St. Louis Soldan to RMC

James Washington coaches his Soldan Tigers in a third-place game against Emporia High School on Jan. 25, 2020 at Chanute High School. Soldan traveled all the way from St. Louis to play in the Ralph Miller Classic for the first time.

ROBERT MAGOBET

Spectators at the Ralph Miller Classic last week may have wondered why the tournament would include a team from an international studies school in St. Louis. But Chanute was exactly the place the team wanted to be.

Over the summer, third-year head coach James Washington at Soldan International Studies High School, and Teron Sharp, district athletic director over 11 public high schools in River City, met with some of their school’s staff members and decided Chanute would be a perfect place for their basketball players to compete in a winter tournament.

Washington and Sharp chose Chanute and the 48th annual Ralph Miller Classic for the first time for myriad reasons.

“We were looking for a tournament away from St. Louis to play a different kind of competition,” Washington said on Saturday before the third-place game. “We kind of faced some adversity on the road. A lot of these kids haven’t experienced it, going away, sit in a hotel, stuff like that. So we are trying to get them used to that – kind of similar to what it is in college.”

Washington and his team, however, have been traveling all around the nation to experience how it feels to be a college basketball player. In the last three years, Soldan, a Class 4 Missouri magnet school, has trundled to Chicago, Memphis and Little Rock to play in winter tournaments.

All this traveling for the Tigers turned into a 19-12 season and a trip to the district championship versus Trinity Catholic High School last season.

But Washington said the decision to come to Chanute made by him, the school’s principal Thomas Cason, and Sharp – a Soldan graduate and the school’s all-time leading scorer for girls basketball – was based upon variation and the willingness to be thrust into a perceived incongruous setting.

“That rural area, a lot of these boys haven’t seen farmland and none of that, so I thought it would just be a little different experience for it not being a big city – flatland, we talked about it.”

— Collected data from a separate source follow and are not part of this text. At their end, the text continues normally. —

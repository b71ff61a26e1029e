//! Storage backend (Arrow/Parquet)
//!
//! Holds the coordinate-pair relation as Arrow record batches and hands it to
//! the query engine in morsels (Leis et al. 2014, morsel-driven parallelism).
//!
//! Every source checks the points schema before the first batch leaves it:
//! four `Float64` columns named `x0`, `y0`, `x1`, `y1`. Extra columns are
//! carried along and ignored by the distance query.

use crate::formula::CoordinatePair;
use crate::{Error, Result};
use arrow::array::Float64Array;
use arrow::datatypes::{DataType, Field, Schema, SchemaRef};
use arrow::record_batch::RecordBatch;
use parquet::arrow::arrow_reader::{ParquetRecordBatchReader, ParquetRecordBatchReaderBuilder};
use std::fs::File;
use std::path::Path;
use std::sync::Arc;

/// Morsel size for out-of-core execution (128MB chunks)
/// Based on: Leis et al. (2014) morsel-driven parallelism
pub const MORSEL_SIZE_BYTES: usize = 128 * 1024 * 1024; // 128MB

/// Columns of the points relation, in order
pub const POINT_COLUMNS: [&str; 4] = ["x0", "y0", "x1", "y1"];

/// Schema of the points relation (nullable `Float64` columns)
#[must_use]
pub fn points_schema() -> SchemaRef {
    Arc::new(Schema::new(
        POINT_COLUMNS
            .iter()
            .map(|name| Field::new(*name, DataType::Float64, true))
            .collect::<Vec<_>>(),
    ))
}

/// Check that `schema` carries the four coordinate columns as `Float64`
///
/// # Errors
/// Returns `SchemaError` naming the first missing or mistyped column
pub fn validate_points_schema(schema: &Schema) -> Result<()> {
    for name in POINT_COLUMNS {
        let field = schema
            .field_with_name(name)
            .map_err(|_| Error::SchemaError(format!("missing column '{name}'")))?;
        if field.data_type() != &DataType::Float64 {
            return Err(Error::SchemaError(format!(
                "column '{name}' has type {}, expected Float64",
                field.data_type()
            )));
        }
    }
    Ok(())
}

/// Pull-based producer of record batches
pub trait BatchSource {
    /// Next batch, or `None` once the source is exhausted
    ///
    /// # Errors
    /// Returns `StorageError` if reading fails
    fn next_batch(&mut self) -> Result<Option<RecordBatch>>;
}

/// Storage engine for Arrow/Parquet data
#[derive(Debug)]
pub struct StorageEngine {
    batches: Vec<RecordBatch>,
}

impl StorageEngine {
    /// Create a new storage engine from existing batches
    ///
    /// Useful for testing and benchmarking
    #[must_use]
    pub fn new(batches: Vec<RecordBatch>) -> Self {
        Self { batches }
    }

    /// Build a single-batch points relation from four columns
    ///
    /// # Errors
    /// Returns `DataShapeError` if the columns differ in length
    pub fn from_columns(x0: Vec<f64>, y0: Vec<f64>, x1: Vec<f64>, y1: Vec<f64>) -> Result<Self> {
        if y0.len() != x0.len() || x1.len() != x0.len() || y1.len() != x0.len() {
            return Err(Error::DataShapeError(format!(
                "column lengths differ: x0={}, y0={}, x1={}, y1={}",
                x0.len(),
                y0.len(),
                x1.len(),
                y1.len()
            )));
        }
        let batch = RecordBatch::try_new(
            points_schema(),
            vec![
                Arc::new(Float64Array::from(x0)),
                Arc::new(Float64Array::from(y0)),
                Arc::new(Float64Array::from(x1)),
                Arc::new(Float64Array::from(y1)),
            ],
        )?;
        Ok(Self::new(vec![batch]))
    }

    /// Build a single-batch points relation from coordinate pairs
    ///
    /// # Errors
    /// Returns `Arrow` error if the batch cannot be assembled
    pub fn from_pairs(pairs: &[CoordinatePair]) -> Result<Self> {
        Self::from_columns(
            pairs.iter().map(|p| p.x0).collect(),
            pairs.iter().map(|p| p.y0).collect(),
            pairs.iter().map(|p| p.x1).collect(),
            pairs.iter().map(|p| p.y1).collect(),
        )
    }

    /// Load table from Parquet file
    ///
    /// The file schema is validated before any row group is decoded.
    ///
    /// # Errors
    /// - `Io` if the file cannot be opened
    /// - `SchemaError` if the coordinate columns are missing or mistyped
    /// - `StorageError` if the file cannot be parsed
    pub fn load_parquet<P: AsRef<Path>>(path: P) -> Result<Self> {
        let mut source = ParquetSource::open(path)?;
        let mut batches = Vec::new();
        while let Some(batch) = source.next_batch()? {
            batches.push(batch);
        }

        tracing::info!(
            batches = batches.len(),
            rows = batches.iter().map(RecordBatch::num_rows).sum::<usize>(),
            "loaded Parquet dataset"
        );
        Ok(Self { batches })
    }

    /// Get all record batches
    #[must_use]
    pub fn batches(&self) -> &[RecordBatch] {
        &self.batches
    }

    /// Total row count
    #[must_use]
    pub fn num_rows(&self) -> usize {
        self.batches.iter().map(RecordBatch::num_rows).sum()
    }

    /// Check every stored batch against the points schema
    ///
    /// # Errors
    /// Returns `SchemaError` on the first non-conforming batch
    pub fn validate(&self) -> Result<()> {
        self.batches
            .iter()
            .try_for_each(|batch| validate_points_schema(&batch.schema()))
    }

    /// Create iterator over morsels (128MB chunks)
    #[must_use]
    pub fn morsels(&self) -> MorselIterator<'_> {
        MorselIterator::new(&self.batches)
    }

    /// Create iterator over morsels of at most `rows` rows
    #[must_use]
    pub fn morsels_with_rows(&self, rows: usize) -> MorselIterator<'_> {
        MorselIterator::new(&self.batches).with_morsel_rows(rows)
    }

    /// Append batches to storage (append-only)
    ///
    /// # Errors
    ///
    /// Returns error if batch schema doesn't match existing batches
    pub fn append_batch(&mut self, batch: RecordBatch) -> Result<()> {
        if let Some(first) = self.batches.first() {
            let existing_schema = first.schema();
            if batch.schema() != existing_schema {
                return Err(Error::StorageError(format!(
                    "Schema mismatch: expected {:?}, got {:?}",
                    existing_schema,
                    batch.schema()
                )));
            }
        }

        self.batches.push(batch);
        Ok(())
    }
}

/// Iterator over 128MB morsels of data
pub struct MorselIterator<'a> {
    batches: &'a [RecordBatch],
    current_batch_idx: usize,
    current_offset: usize,
    morsel_rows: Option<usize>,
}

impl<'a> MorselIterator<'a> {
    fn new(batches: &'a [RecordBatch]) -> Self {
        Self {
            batches,
            current_batch_idx: 0,
            current_offset: 0,
            morsel_rows: None,
        }
    }

    /// Override the morsel size with a fixed row count (minimum 1)
    #[must_use]
    pub fn with_morsel_rows(mut self, rows: usize) -> Self {
        self.morsel_rows = Some(rows.max(1));
        self
    }

    /// Calculate how many rows fit in a 128MB morsel
    fn calculate_morsel_rows(batch: &RecordBatch) -> usize {
        let num_rows = batch.num_rows();
        if num_rows == 0 {
            return 1;
        }

        let bytes_per_row = batch.get_array_memory_size() / num_rows;
        if bytes_per_row == 0 {
            return num_rows;
        }

        (MORSEL_SIZE_BYTES / bytes_per_row).max(1)
    }
}

impl Iterator for MorselIterator<'_> {
    type Item = RecordBatch;

    fn next(&mut self) -> Option<Self::Item> {
        loop {
            let current_batch = self.batches.get(self.current_batch_idx)?;

            if self.current_offset >= current_batch.num_rows() {
                self.current_batch_idx += 1;
                self.current_offset = 0;
                continue;
            }

            let morsel_rows = self
                .morsel_rows
                .unwrap_or_else(|| Self::calculate_morsel_rows(current_batch));
            let remaining_rows = current_batch.num_rows() - self.current_offset;
            let slice_length = remaining_rows.min(morsel_rows);

            let morsel = current_batch.slice(self.current_offset, slice_length);
            self.current_offset += slice_length;
            return Some(morsel);
        }
    }
}

impl BatchSource for MorselIterator<'_> {
    fn next_batch(&mut self) -> Result<Option<RecordBatch>> {
        Ok(self.next())
    }
}

/// Streaming Parquet reader over the points relation
pub struct ParquetSource {
    reader: ParquetRecordBatchReader,
    schema: SchemaRef,
}

impl ParquetSource {
    /// Open `path` and validate its schema
    ///
    /// # Errors
    /// - `Io` if the file cannot be opened
    /// - `SchemaError` if the coordinate columns are missing or mistyped
    /// - `StorageError` if the Parquet footer cannot be parsed
    pub fn open<P: AsRef<Path>>(path: P) -> Result<Self> {
        let file = File::open(path.as_ref())?;

        let builder = ParquetRecordBatchReaderBuilder::try_new(file)
            .map_err(|e| Error::StorageError(format!("Failed to parse Parquet file: {e}")))?;
        validate_points_schema(builder.schema())?;
        let schema = Arc::clone(builder.schema());

        let reader = builder
            .build()
            .map_err(|e| Error::StorageError(format!("Failed to create Parquet reader: {e}")))?;

        Ok(Self { reader, schema })
    }

    /// Schema of the file
    #[must_use]
    pub fn schema(&self) -> SchemaRef {
        Arc::clone(&self.schema)
    }
}

impl BatchSource for ParquetSource {
    fn next_batch(&mut self) -> Result<Option<RecordBatch>> {
        self.reader
            .next()
            .transpose()
            .map_err(|e| Error::StorageError(format!("Failed to read record batch: {e}")))
    }
}
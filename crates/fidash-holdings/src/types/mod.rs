//! Domain types for holdings aggregation.
//!
//! - [`Record`]: One row of a holdings export
//! - [`Weight`]: Raw, present or absent weight of a record
//! - [`Table`]: Ordered records sharing the six fixed fields
//! - [`AggregationConfig`]: Row skipping, filter and ranking settings

mod config;
mod record;

pub use config::{AggregationConfig, CORPORATE_BONDS, DEFAULT_SKIP_ROWS, DEFAULT_TOP_N};
pub use record::{Record, Table, Weight, COLUMN_COUNT, COLUMN_NAMES};
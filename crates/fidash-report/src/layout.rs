//! Dashboard layout settings.

use serde::{Deserialize, Serialize};

/// Cell of the dashboard grid occupied by a panel (1-based).
#[derive(Debug, Clone, Copy, PartialEq, Eq, Serialize, Deserialize)]
pub struct GridPosition {
    /// Grid row.
    pub row: usize,
    /// Grid column.
    pub col: usize,
    /// Number of columns spanned.
    pub colspan: usize,
}

impl GridPosition {
    /// A single-cell position.
    #[must_use]
    pub const fn cell(row: usize, col: usize) -> Self {
        Self { row, col, colspan: 1 }
    }

    /// A position spanning `colspan` columns from `col`.
    #[must_use]
    pub const fn span(row: usize, col: usize, colspan: usize) -> Self {
        Self { row, col, colspan }
    }
}

/// Font settings.
#[derive(Debug, Clone, PartialEq, Serialize, Deserialize)]
pub struct Font {
    /// Font family.
    pub family: String,
    /// Size in points.
    pub size: u32,
    /// Text colour.
    pub color: String,
}

/// Figure margins in pixels.
#[derive(Debug, Clone, Copy, PartialEq, Eq, Serialize, Deserialize)]
pub struct Margins {
    /// Left margin.
    pub left: u32,
    /// Right margin.
    pub right: u32,
    /// Top margin.
    pub top: u32,
    /// Bottom margin.
    pub bottom: u32,
}

/// Size, grid and styling of the dashboard figure.
#[derive(Debug, Clone, PartialEq, Serialize, Deserialize)]
pub struct DashboardLayout {
    /// Figure title.
    pub title: String,
    /// Title font.
    pub title_font: Font,
    /// Body font.
    pub font: Font,
    /// Width in pixels.
    pub width: u32,
    /// Height in pixels.
    pub height: u32,
    /// Relative row heights, top to bottom.
    pub row_heights: Vec<f64>,
    /// Relative column widths, left to right.
    pub column_widths: Vec<f64>,
    /// Vertical gap between rows, as a fraction of the height.
    pub vertical_spacing: f64,
    /// Plot area background colour.
    pub plot_background: String,
    /// Figure background colour.
    pub paper_background: String,
    /// Figure margins.
    pub margins: Margins,
    /// Show chart legends.
    pub show_legend: bool,
}

impl Default for DashboardLayout {
    fn default() -> Self {
        Self {
            title: "Fixed Income Fund Analysis Dashboard".to_string(),
            title_font: Font {
                family: "Arial".to_string(),
                size: 22,
                color: "darkblue".to_string(),
            },
            font: Font {
                family: "Arial".to_string(),
                size: 14,
                color: "black".to_string(),
            },
            width: 1200,
            height: 1600,
            row_heights: vec![0.4, 0.3, 0.3],
            column_widths: vec![0.6, 0.4],
            vertical_spacing: 0.12,
            plot_background: "#f2f2f2".to_string(),
            paper_background: "#ffffff".to_string(),
            margins: Margins {
                left: 60,
                right: 60,
                top: 160,
                bottom: 80,
            },
            show_legend: false,
        }
    }
}

impl DashboardLayout {
    /// Creates the default layout.
    #[must_use]
    pub fn new() -> Self {
        Self::default()
    }

    /// Sets the figure title.
    #[must_use]
    pub fn with_title(mut self, title: impl Into<String>) -> Self {
        self.title = title.into();
        self
    }

    /// Sets the figure size in pixels.
    #[must_use]
    pub fn with_size(mut self, width: u32, height: u32) -> Self {
        self.width = width;
        self.height = height;
        self
    }

    /// Number of grid rows.
    #[must_use]
    pub fn rows(&self) -> usize {
        self.row_heights.len()
    }

    /// Number of grid columns.
    #[must_use]
    pub fn cols(&self) -> usize {
        self.column_widths.len()
    }

    /// Returns true if `position` lies inside the grid.
    #[must_use]
    pub fn contains(&self, position: GridPosition) -> bool {
        position.row >= 1
            && position.col >= 1
            && position.colspan >= 1
            && position.row <= self.rows()
            && position.col + position.colspan - 1 <= self.cols()
    }
}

On about a six-hour charter bus drive from St. Louis to Chanute last week, Soldan athletes marveled over the flatlands on their way to the Holiday Inn Express, where the team laid their heads over the weekend.

The first game Soldan played was against Goddard High School – a contest that ended up a 65-44 blowout behind All-Public-High-League power forward Elijah Bishop’s 20 points as well as Phil March’s and All-PHL Honorable Mention Dylan Martin’s 16 points apiece.

In the Shawnee Mission South game on Friday, however, the Tigers fell short 61-36, when March and Martin scored only seven. Soldan ultimately competed in the third-place game, and lost 66-57 to Emporia High School on Saturday. Javonte Robinson had a team-high of 10 points.

To Washington, the one lesson his team learned was how to counter the zone defense.

“We don’t see a lot of zone in St. Louis. Most teams play man-to-man full-court pressure, but here, I kind of had the feeling, someone told me, ‘Coach, you’re probably going to see a lot of zone up there,’ and both teams (Goddard and Shawnee Mission South) played a zone the entire game,” Washington noted. “And our kids, we got to learn to really be effective against the zone defense.”

Shawnee Mission South played stringent defense on Soldan Friday, and Washington said the Raiders operated so well defensively that he wanted his team to exemplify this kind of defensive effort while using the zone strategy on other teams moving forward. 

But you don’t play basketball 24-7 when in a new town. In the middle of the Ralph Miller tournament, Washington said the highlights of staying in Chanute were the hospitality of all the people, eating breakfast at the Holiday Inn Express, and watching “Bad Boys for Life” at the Chanute Roxy 4 Cinema on Saturday.

Bishop, who didn’t play in the final game because of a nagging lower back, said he enjoyed the endearing qualities of Chanute, too, including the accommodations, friendliness and generosity of the Blue Comet faithful.

“I’m from St. Louis, so I see a lot of lights, buildings, but the people here are unbelievable. They are welcoming. The vibe here is crazy – they like you, they welcome you in open arms. I just like it,” Bishop said. “The hospitality is overwhelming.”

While Bishop is an All-PHL player, Washington graduated Sumner High School in St. Louis before he attended the University of Arkansas to play football. He went on to coach professional basketball in Germany, where his teams competed versus the likes of Dirk Nowitzki, the former Dallas Mavericks superstar and NBA champion.